## SUPPLIED INFORMATION:

//! Backspace semantics.
//!
//! With a selection active the whole range goes. A caret past offset 0
//! deletes one char. At offset 0 the order of fallbacks is: unwrap a sole
//! child out of its blockquote, merge into the previous text block when the
//! kinds allow it, lift a first list item out as a paragraph, and otherwise
//! just move the caret to the end of the unmergeable previous block.

use crate::controllers::{
    delete_selection, prune_empty_containers, DirtyRange, EditContext, EditError, EditKind,
    EditOutcome, InputEvent,
};
use crate::cursor::Selection;
use crate::tree::BlockKind;

pub(super) fn handle_backspace(
    ctx: &mut EditContext,
    _event: &InputEvent,
) -> Result<EditOutcome, EditError> {
    if !ctx.selection.is_collapsed() {
        return Ok(match delete_selection(ctx) {
            Some(dirty) => EditOutcome::new(dirty, EditKind::Structural),
            None => EditOutcome::noop(),
        });
    }

    let caret = ctx.selection.focus;
    if !caret.is_valid(ctx.tree) {
        return Ok(EditOutcome::noop());
    }
    let key = caret.block;

    if caret.offset > 0 {
        // Plain character deletion, respecting char boundaries
        let block = ctx.tree.get_mut(key).expect("validated");
        let removed = block.text[..caret.offset]
            .chars()
            .next_back()
            .map_or(0, char::len_utf8);
        let new_offset = caret.offset - removed;
        block.text.replace_range(new_offset..caret.offset, "");
        *ctx.selection = Selection::collapsed_at(key, new_offset);
        return Ok(EditOutcome::new(
            DirtyRange::Single(key),
            EditKind::DeleteBackward,
        ));
    }

    // Offset 0: structural fallback chain.
    let block = ctx.tree.get(key).expect("validated");
    let kind = block.kind.clone();
    let parent = block.parent;

    // Sole child of a blockquote unwraps out of the container.
    if let Some(container) = parent
        && let Some(parent_block) = ctx.tree.get(container)
        && parent_block.kind == BlockKind::BlockQuote
        && parent_block.children.len() == 1
    {
        let Ok(subtree) = ctx.tree.detach(key) else {
            return Ok(EditOutcome::noop());
        };
        if ctx.tree.attach_before(subtree, container).is_err() {
            return Ok(EditOutcome::noop());
        }
        let _ = ctx.tree.remove(container);
        *ctx.selection = Selection::collapsed_at(key, 0);
        return Ok(EditOutcome::new(DirtyRange::Single(key), EditKind::Structural));
    }

    let prev = ctx.tree.prev_text_block(key);

    // Merge into the previous text block when the kinds are compatible.
    if let Some(prev) = prev
        && let Some(prev_block) = ctx.tree.get(prev)
        && prev_block.kind.can_merge_with(&kind)
    {
        let old_parent = parent;
        match ctx.tree.merge(prev, key) {
            Ok(offset) => {
                if let Some(old_parent) = old_parent {
                    prune_empty_containers(ctx.tree, old_parent);
                }
                *ctx.selection = Selection::collapsed_at(prev, offset);
                return Ok(EditOutcome::new(
                    DirtyRange::Single(prev),
                    EditKind::Structural,
                ));
            }
            Err(_) => return Ok(EditOutcome::noop()),
        }
    }

    // A first list item with nothing to merge into converts back to a
    // paragraph lifted out before its list.
    if matches!(kind, BlockKind::ListItem { .. })
        && let Some(list) = parent
    {
        let Ok(subtree) = ctx.tree.detach(key) else {
            return Ok(EditOutcome::noop());
        };
        if ctx.tree.attach_before(subtree, list).is_err() {
            return Ok(EditOutcome::noop());
        }
        let _ = ctx.tree.replace_kind(key, BlockKind::Paragraph);
        prune_empty_containers(ctx.tree, list);
        *ctx.selection = Selection::collapsed_at(key, 0);
        return Ok(EditOutcome::new(DirtyRange::Single(key), EditKind::Structural));
    }

    // Incompatible previous block (e.g. code fence above a paragraph):
    // leave the tree untouched, just land the caret at its end.
    if let Some(prev) = prev {
        let end = ctx.tree.get(prev).map_or(0, |b| b.text.len());
        *ctx.selection = Selection::collapsed_at(prev, end);
    }
    Ok(EditOutcome::noop())
}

## EXERCISE DIRECTIONS:
The answer must consist of every line from the listing above that includes the word "EditError".

## WRITTEN RESPONSE:
    delete_selection, prune_empty_containers, DirtyRange, EditContext, EditError, EditKind,
) -> Result<EditOutcome, EditError> {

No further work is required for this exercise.